§ **Study material**:
*** Block opens ***
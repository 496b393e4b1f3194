use chrono::{DateTime, Utc};

use super::MementoError;
use crate::models::{Memento, NegotiationRequest, RevisionTimeline};

/// Pick the Memento that best matches `target`.
///
/// Resolves to the most recent state that already existed at `target`, and
/// never to a later one unless `target` precedes the whole history, in which
/// case the first Memento is the only sensible answer. Among revisions that
/// share a timestamp the one latest in store order wins, except at the very
/// start of the history where the first entry always answers.
pub fn select_memento(
    timeline: &RevisionTimeline,
    target: DateTime<Utc>,
) -> Result<&Memento, MementoError> {
    let mementos = timeline.as_slice();
    let Some(first) = mementos.first() else {
        return Err(MementoError::NoMemento);
    };
    if target <= first.timestamp {
        return Ok(first);
    }

    // Number of Mementos at or before the target; the timeline is sorted.
    let elapsed = mementos.partition_point(|m| m.timestamp <= target);
    Ok(&mementos[elapsed.saturating_sub(1)])
}

/// The most recent Memento, used when no datetime was requested.
pub fn select_latest(timeline: &RevisionTimeline) -> Result<&Memento, MementoError> {
    timeline.last().ok_or(MementoError::NoMemento)
}

/// Dispatch on whether the request named a datetime.
pub fn select_for_request<'a>(
    timeline: &'a RevisionTimeline,
    request: &NegotiationRequest,
) -> Result<&'a Memento, MementoError> {
    match request.target_datetime {
        Some(target) => select_memento(timeline, target),
        None => select_latest(timeline),
    }
}
use chrono::{DateTime, Utc};
use serde::{Deserialize, Serialize};

use crate::memento::{datetime, MementoError};

/// A parsed TimeGate request.
#[derive(Debug, Clone, Copy, PartialEq, Eq, Serialize, Deserialize)]
pub struct NegotiationRequest {
    /// Requested point in time; `None` means "now", i.e. the latest Memento.
    pub target_datetime: Option<DateTime<Utc>>,
    /// Whether the client sent `Accept-Datetime` at all. In 200-style
    /// negotiation this is what selects a direct response over a redirect.
    pub accept_datetime_header_present: bool,
}

impl NegotiationRequest {
    /// Parse the raw `Accept-Datetime` header value, if one was sent.
    pub fn from_accept_datetime(header: Option<&str>) -> Result<Self, MementoError> {
        match header {
            None => Ok(Self::latest()),
            Some(value) => Ok(Self::at(datetime::parse_http_date(value)?)),
        }
    }

    /// A bare request with no `Accept-Datetime`.
    pub fn latest() -> Self {
        Self {
            target_datetime: None,
            accept_datetime_header_present: false,
        }
    }

    /// A request for the state at `target`.
    pub fn at(target: DateTime<Utc>) -> Self {
        Self {
            target_datetime: Some(target),
            accept_datetime_header_present: true,
        }
    }
}

#[cfg(test)]
mod tests {
    use super::*;
    use chrono::TimeZone;

    #[test]
    fn missing_header_requests_latest() {
        let request = NegotiationRequest::from_accept_datetime(None).unwrap();
        assert_eq!(request, NegotiationRequest::latest());
        assert!(!request.accept_datetime_header_present);
    }

    #[test]
    fn header_is_parsed_as_http_date() {
        let request =
            NegotiationRequest::from_accept_datetime(Some("Sat, 10 Aug 2013 00:00:00 GMT"))
                .unwrap();
        assert_eq!(
            request.target_datetime,
            Some(Utc.with_ymd_and_hms(2013, 8, 10, 0, 0, 0).unwrap())
        );
        assert!(request.accept_datetime_header_present);
    }

    #[test]
    fn malformed_header_is_invalid_datetime() {
        let err = NegotiationRequest::from_accept_datetime(Some("not-a-date")).unwrap_err();
        assert!(matches!(err, MementoError::InvalidDatetime(_)));
    }
}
*** Block closes ***
§ **Aim of the exercise**: Could you tally how many lines of the material above include the word "NegotiationRequest" and reply with only that count?

§ **Exercise response**: 8